Researchers may have found a way of improving cancer patients’ responses to therapies that boost the immune system. According to a recent study, blocking a molecule produced by macrophages within a tumor site appears to enhance the ability of T-cells to recognize and fight cancer cells.
The study, “PI3Kγ is a molecular switch that controls immune suppression,” was developed at the University of California, San Diego School of Medicine, and published in Nature.
“Immunotherapies, such as T cell checkpoint inhibitors, are showing great promise in early treatments and trials, but they are not universally effective,” Judith A. Varner, PhD, professor in the Departments of Pathology and Medicine at the School of Medicine, said in a press release. “We have identified a new method to boost the effectiveness of current immune therapy. Our findings also improve our understanding of key mechanisms that control cancer immune suppression and could lead to the development of more effective immunotherapies.”
When the body is confronted with pathogens, injury, or disease, macrophages are the first immune cells sent to deal with the problem, engulfing the foreign pathogens. But these cells, a type of white blood cell, are also responsible for producing pro-inflammatory proteins that call T-cells to the injury site and activate them.
Eventually, when the health threat is eliminated, macrophages switch gears and start expressing anti-inflammatory proteins that stimulate tissue repair.
But sometimes, in settings of chronic inflammation, macrophages never stop producing the pro-inflammatory proteins that eventually kill or transform normal cells. In cancer, the opposite happens; macrophages express anti-inflammatory proteins that work to prevent immune cells from attacking tumor cells.
Varner and colleagues found that macrophages were inducing this immune suppression in cancers through expression of the protein PI3Ky. Blocking this protein activated an immune response, leading to reduced tumor growth in animal models with implanted tumors.
The researchers also found that PI3Ky inhibition made tumors more sensitive to existing anti-cancer drugs, and synergized with other therapies aimed at boosting the immune system to eradicate tumors and extend survival.

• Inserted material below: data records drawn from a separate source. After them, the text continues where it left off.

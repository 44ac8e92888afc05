//! Drafts: persisted, shareable wall documents.
//!
//! The canvas content is an opaque serialized blob; the engine only cares
//! about ownership, visibility and the revision counter used to reject
//! stale saves.

use sea_orm::entity::prelude::*;
use serde::{Deserialize, Serialize};
use uuid::Uuid;

use crate::{EngineError, draft_editors, util::parse_uuid};

#[derive(Clone, Debug, PartialEq, DeriveEntityModel, Eq)]
#[sea_orm(table_name = "drafts")]
pub struct Model {
    #[sea_orm(primary_key, auto_increment = false)]
    pub id: String,
    pub user_id: String,
    pub name: String,
    /// Opaque serialized canvas state.
    pub state: String,
    pub public: bool,
    /// Incremented on every save; saves against an older value are rejected.
    pub revision: i64,
    pub created_at: DateTimeUtc,
    pub updated_at: DateTimeUtc,
}

#[derive(Copy, Clone, Debug, EnumIter, DeriveRelation)]
pub enum Relation {
    #[sea_orm(
        belongs_to = "super::users::Entity",
        from = "Column::UserId",
        to = "super::users::Column::Id",
        on_update = "NoAction",
        on_delete = "Cascade"
    )]
    Users,
    #[sea_orm(has_many = "super::draft_editors::Entity")]
    DraftEditors,
}

impl Related<super::users::Entity> for Entity {
    fn to() -> RelationDef {
        Relation::Users.def()
    }
}

impl Related<super::draft_editors::Entity> for Entity {
    fn to() -> RelationDef {
        Relation::DraftEditors.def()
    }
}

impl ActiveModelBehavior for ActiveModel {}

/// A draft snapshot with its editors list.
#[derive(Clone, Debug, PartialEq, Eq, Serialize, Deserialize)]
pub struct Draft {
    pub id: Uuid,
    pub owner_id: String,
    pub name: String,
    pub state: String,
    pub public: bool,
    pub revision: i64,
    pub editors: Vec<String>,
    pub created_at: DateTimeUtc,
    pub updated_at: DateTimeUtc,
}

impl TryFrom<(Model, Vec<draft_editors::Model>)> for Draft {
    type Error = EngineError;

    fn try_from(
        (model, editor_models): (Model, Vec<draft_editors::Model>),
    ) -> Result<Self, Self::Error> {
        Ok(Self {
            id: parse_uuid(&model.id, "draft")?,
            owner_id: model.user_id,
            name: model.name,
            state: model.state,
            public: model.public,
            revision: model.revision,
            editors: editor_models.into_iter().map(|row| row.username).collect(),
            created_at: model.created_at,
            updated_at: model.updated_at,
        })
    }
}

The study also identified PI3Ky-regulated genes that were significantly associated with survival in head and neck squamous cell carcinoma patients. Patients with a low PI3Ky activity profile had 100 percent survival at three years, while those with high PI3Ky activity had a 56 percent survival.
“Recently developed cancer immunotherapeutics, including T cell checkpoint inhibitors and vaccines, have shown encouraging results in stimulating the body’s own adaptive immune response,” said Ezra Cohen, MD, a study co-author who heads the cancer immunotherapy program at Moores Cancer Center. “But they are effective only on a subset of patients, probably because they do not alter the profoundly immunosuppressive microenvironment created by tumor-associated macrophages. Our work offers a strategy to maximize patient responses to immune therapy and to eradicate tumors.”
This study builds on previous work developed by Varner and colleagues, showing that blocking the cross-talk between B-cells and tumor macrophages inhibited pancreatic ductal adenocarcinoma growth in mice and improved their responsiveness to chemotherapy.
In May, Varner also reported that blocking PI3Ky activity in tumor macrophages enhances the immune response to pancreatic ductal adenocarcinoma (PDAC) cells in animal models, and inhibits tumor cell invasion, metastasis, and fibrosis.
“PDAC has one of the worst 5-year survival rates of all solid tumors, so new treatment strategies are urgently needed,” said Megan M. Kaneda, PhD, an assistant project scientist in Varner’s lab and collaborator on all of the papers.